If such allocated data (strings, arrays or structures passed to
native) are constant during the lifetime of a program, it makes
sense to allocate them only once, before their first use. A typical candidate is
the format string of a printf call. Consider a function which
prints a floating point number in scientific notation:
(load "@lib/math.l") : (de prf (Flt) (%@ "printf" NIL "%e\n" (cons Flt 1.0)) ) -> prf : (prf (exp 12.3)) 2.196960e+05
Sometimes it is necessary to do the reverse: Call Lisp code from C code.
This mechanism uses the Lisp-level function lisp.

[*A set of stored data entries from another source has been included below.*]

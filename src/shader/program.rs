use std::path::Path;

use anyhow::Context;
use cgmath::{Matrix4, Vector3};

use crate::{
    data_structures::{handle::Handle, texture::Texture},
    resources::read_with_fallback,
    shader::{
        ShaderStage,
        reflect::{self, Reflection, ResourceKind, ShaderError},
    },
};

/// A value for one named constant-buffer member.
#[derive(Clone, Copy, Debug, PartialEq)]
pub enum ParamValue {
    Float(f32),
    Float3([f32; 3]),
    Float4([f32; 4]),
    Matrix4([[f32; 4]; 4]),
}

impl ParamValue {
    fn bytes(&self) -> &[u8] {
        match self {
            ParamValue::Float(v) => bytemuck::bytes_of(v),
            ParamValue::Float3(v) => bytemuck::bytes_of(v),
            ParamValue::Float4(v) => bytemuck::bytes_of(v),
            ParamValue::Matrix4(v) => bytemuck::bytes_of(v),
        }
    }
}

impl From<f32> for ParamValue {
    fn from(v: f32) -> Self {
        ParamValue::Float(v)
    }
}

impl From<[f32; 3]> for ParamValue {
    fn from(v: [f32; 3]) -> Self {
        ParamValue::Float3(v)
    }
}

impl From<Vector3<f32>> for ParamValue {
    fn from(v: Vector3<f32>) -> Self {
        ParamValue::Float3(v.into())
    }
}

impl From<[f32; 4]> for ParamValue {
    fn from(v: [f32; 4]) -> Self {
        ParamValue::Float4(v)
    }
}

impl From<Matrix4<f32>> for ParamValue {
    // cgmath and WGSL both store matrices column by column.
    fn from(m: Matrix4<f32>) -> Self {
        ParamValue::Matrix4(m.into())
    }
}

/// A texture or sampler bound to a named slot.
#[derive(Clone, Copy, Debug, PartialEq, Eq, Hash)]
pub enum Resource {
    Texture(Handle<Texture>),
    Sampler(Handle<wgpu::Sampler>),
}

impl Resource {
    fn fits(&self, kind: ResourceKind) -> bool {
        matches!(
            (self, kind),
            (Resource::Texture(_), ResourceKind::Texture2d | ResourceKind::TextureCube)
                | (Resource::Sampler(_), ResourceKind::Sampler)
        )
    }
}

#[derive(Clone, Debug, PartialEq, Eq)]
pub struct BoundResource {
    pub name: String,
    pub binding: u32,
    /// `None` until the slot has been given a resource.
    pub resource: Option<Resource>,
}

/// Everything one flush sends to the GPU: the whole constant buffer plus the
/// current resource bindings.
#[derive(Clone, Debug, PartialEq, Eq)]
pub struct StageUpload {
    pub constants: Vec<u8>,
    pub resources: Vec<BoundResource>,
}

impl StageUpload {
    pub fn unbound(&self) -> impl Iterator<Item = &str> {
        self.resources
            .iter()
            .filter(|r| r.resource.is_none())
            .map(|r| r.name.as_str())
    }
}

/// One shader stage: validated source, reflected bindings and a CPU staging
/// copy of its constant buffer.
///
/// Parameters are staged by name with [`set_parameter`](Self::set_parameter)
/// and sent in a single batch by [`flush`](Self::flush).
#[derive(Clone, Debug)]
pub struct ShaderProgram {
    label: String,
    stage: ShaderStage,
    source: String,
    reflection: Reflection,
    staging: Vec<u8>,
    resources: Vec<BoundResource>,
}

impl ShaderProgram {
    pub fn from_source(
        stage: ShaderStage,
        label: impl Into<String>,
        source: impl Into<String>,
    ) -> Result<Self, ShaderError> {
        let source = source.into();
        let reflection = reflect::reflect(&source)?;
        let staging = vec![0; reflection.constants.as_ref().map_or(0, |c| c.size as usize)];
        let resources = reflection
            .resources
            .iter()
            .map(|slot| BoundResource {
                name: slot.name.clone(),
                binding: slot.binding,
                resource: None,
            })
            .collect();
        Ok(Self {
            label: label.into(),
            stage,
            source,
            reflection,
            staging,
            resources,
        })
    }

    /// Loads and reflects a stage from `primary`, or from `fallback` when the
    /// primary file cannot be read.
    pub fn load_from_file(stage: ShaderStage, primary: &Path, fallback: &Path) -> anyhow::Result<Self> {
        let bytes = read_with_fallback(primary, fallback)?;
        let source = String::from_utf8(bytes)
            .with_context(|| format!("{} is not valid UTF-8", primary.display()))?;
        let label = primary
            .file_name()
            .map_or_else(|| primary.display().to_string(), |f| f.to_string_lossy().into_owned());
        let program = Self::from_source(stage, label, source)
            .with_context(|| format!("while loading the {:?} shader {}", stage, primary.display()))?;
        log::info!("Loaded {:?} shader {}", stage, program.label);
        Ok(program)
    }

    pub fn label(&self) -> &str {
        &self.label
    }

    pub fn stage(&self) -> ShaderStage {
        self.stage
    }

    pub fn source(&self) -> &str {
        &self.source
    }

    pub fn reflection(&self) -> &Reflection {
        &self.reflection
    }

    /// The bind group this stage's bindings live in.
    pub fn group(&self) -> Option<u32> {
        self.reflection.group
    }

    /// Stages `value` into the constant-buffer member called `name`.
    ///
    /// Returns `false` and leaves the buffer untouched when the stage declares
    /// no such member or its size differs from the value's.
    pub fn set_parameter(&mut self, name: &str, value: impl Into<ParamValue>) -> bool {
        let value = value.into();
        let Some(member) = self
            .reflection
            .constants
            .as_ref()
            .and_then(|c| c.member(name))
        else {
            log::debug!("{}: no parameter named {}", self.label, name);
            return false;
        };
        let bytes = value.bytes();
        if bytes.len() != member.size as usize {
            log::debug!(
                "{}: {} is {} bytes, got {} bytes",
                self.label,
                name,
                member.size,
                bytes.len()
            );
            return false;
        }
        let offset = member.offset as usize;
        self.staging[offset..offset + bytes.len()].copy_from_slice(bytes);
        true
    }

    /// Reads back a staged `f32` parameter.
    pub fn get_f32(&self, name: &str) -> Option<f32> {
        let member = self.reflection.constants.as_ref()?.member(name)?;
        if member.size != 4 {
            return None;
        }
        let offset = member.offset as usize;
        let bytes: [u8; 4] = self.staging[offset..offset + 4].try_into().ok()?;
        Some(f32::from_ne_bytes(bytes))
    }

    /// Binds `resource` to the texture or sampler slot called `name`.
    pub fn set_resource(&mut self, name: &str, resource: Resource) -> bool {
        let Some(slot) = self.reflection.resources.iter().find(|s| s.name == name) else {
            log::debug!("{}: no resource named {}", self.label, name);
            return false;
        };
        if !resource.fits(slot.kind) {
            log::debug!("{}: {:?} does not fit {} ({:?})", self.label, resource, name, slot.kind);
            return false;
        }
        let binding = slot.binding;
        if let Some(bound) = self.resources.iter_mut().find(|r| r.binding == binding) {
            bound.resource = Some(resource);
        }
        true
    }

    /// Snapshots the staged constants and resource bindings for upload.
    pub fn flush(&self) -> StageUpload {
        StageUpload {
            constants: self.staging.clone(),
            resources: self.resources.clone(),
        }
    }
}

#[cfg(test)]
mod tests {
    use cgmath::SquareMatrix;

    use super::*;

    const HULL: &str = "
struct HullParams { tessellationAmount: f32, padding: vec3<f32> }
@group(1) @binding(0) var<uniform> hs_params: HullParams;
fn amount() -> f32 { return hs_params.tessellationAmount; }
";

    const PIXEL: &str = "
@group(3) @binding(0) var albedo: texture_2d<f32>;
@group(3) @binding(1) var albedo_sampler: sampler;
@fragment
fn fs_main(@location(0) uv: vec2<f32>) -> @location(0) vec4<f32> {
    return textureSample(albedo, albedo_sampler, uv);
}
";

    #[test]
    fn stages_parameters_at_reflected_offsets() {
        let mut hull = ShaderProgram::from_source(ShaderStage::Hull, "hull", HULL).unwrap();
        assert!(hull.set_parameter("tessellationAmount", 10.0));
        assert!(hull.set_parameter("padding", [1.0, 2.0, 3.0]));

        let upload = hull.flush();
        assert_eq!(upload.constants.len(), 32);
        assert_eq!(&upload.constants[0..4], &10.0f32.to_ne_bytes());
        assert_eq!(&upload.constants[16..20], &1.0f32.to_ne_bytes());
        assert_eq!(hull.get_f32("tessellationAmount"), Some(10.0));
    }

    #[test]
    fn ignores_unknown_names_and_wrong_sizes() {
        let mut hull = ShaderProgram::from_source(ShaderStage::Hull, "hull", HULL).unwrap();
        let before = hull.flush();

        assert!(!hull.set_parameter("tessellationAmuont", 3.0));
        assert!(!hull.set_parameter("tessellationAmount", Matrix4::<f32>::identity()));
        assert!(!hull.set_resource("heightSRV", Resource::Texture(Handle::new(0))));
        assert_eq!(hull.flush(), before);
    }

    #[test]
    fn flushing_identical_values_is_deterministic() {
        let mut a = ShaderProgram::from_source(ShaderStage::Hull, "hull", HULL).unwrap();
        let mut b = a.clone();
        a.set_parameter("tessellationAmount", 7.0);
        b.set_parameter("tessellationAmount", 7.0);
        let first = a.flush();
        a.set_parameter("tessellationAmount", 7.0);
        assert_eq!(first, a.flush());
        assert_eq!(first, b.flush());
    }

    #[test]
    fn resources_must_match_the_slot_kind() {
        let mut pixel = ShaderProgram::from_source(ShaderStage::Pixel, "pixel", PIXEL).unwrap();
        assert!(!pixel.set_resource("albedo", Resource::Sampler(Handle::new(0))));
        assert_eq!(pixel.flush().unbound().collect::<Vec<_>>(), ["albedo", "albedo_sampler"]);

        assert!(pixel.set_resource("albedo", Resource::Texture(Handle::new(2))));
        assert!(pixel.set_resource("albedo_sampler", Resource::Sampler(Handle::new(0))));
        let upload = pixel.flush();
        assert_eq!(upload.unbound().count(), 0);
        assert!(upload.constants.is_empty());
        assert_eq!(upload.resources[0].resource, Some(Resource::Texture(Handle::new(2))));
    }

    #[test]
    fn load_from_file_uses_the_fallback() {
        let dir = std::env::temp_dir().join(format!("tess-demo-shader-{}", std::process::id()));
        std::fs::create_dir_all(&dir).unwrap();
        std::fs::write(dir.join("hull.wgsl"), HULL).unwrap();

        let program =
            ShaderProgram::load_from_file(ShaderStage::Hull, &dir.join("missing.wgsl"), &dir.join("hull.wgsl"))
                .unwrap();
        assert_eq!(program.group(), Some(1));

        let err = ShaderProgram::load_from_file(ShaderStage::Hull, &dir.join("a.wgsl"), &dir.join("b.wgsl"))
            .unwrap_err();
        assert!(err.to_string().contains("b.wgsl"));
        std::fs::remove_dir_all(dir).unwrap();
    }
}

No C source code access is
required.
lisp returns a function pointer, which can be passed to
C functions via native. When this function pointer is
dereferenced and called from the C code, the corresponding Lisp function
is invoked. Only five numeric arguments and a numeric return value can
be used, and other data types must be handled by the Lisp function with
struct and memory management
operations.
Callbacks are often used in user interface libraries, to handle key-, mouse-
and other events. Examples can be found in "@lib/openGl.l". The
following function mouseFunc takes a Lisp function, installs it
under the tag mouseFunc (any other tag would be all right too) as a
callback, and passes the resulting function pointer to the OpenGL
glutMouseFunc() function, to set it as a callback for the current
window:
(de mouseFunc (Fun) (native `*GlutLib "glutMouseFunc" NIL (lisp 'mouseFunc Fun)) )
(The global *GlutLib holds the library
"/usr/lib/libglut.so". The backquote (`) is important
here, so that the transient symbol with the library name (and not the global
*GlutLib) is evaluated by native, resulting in the
proper library handle at runtime).
A program using OpenGL may then use mouseFunc to install a
function
(mouseFunc
   '((Btn State X Y)
      (do-something-with Btn State X Y) ) )
so that future clicks into the window will pass the button, state and coordinates to that function.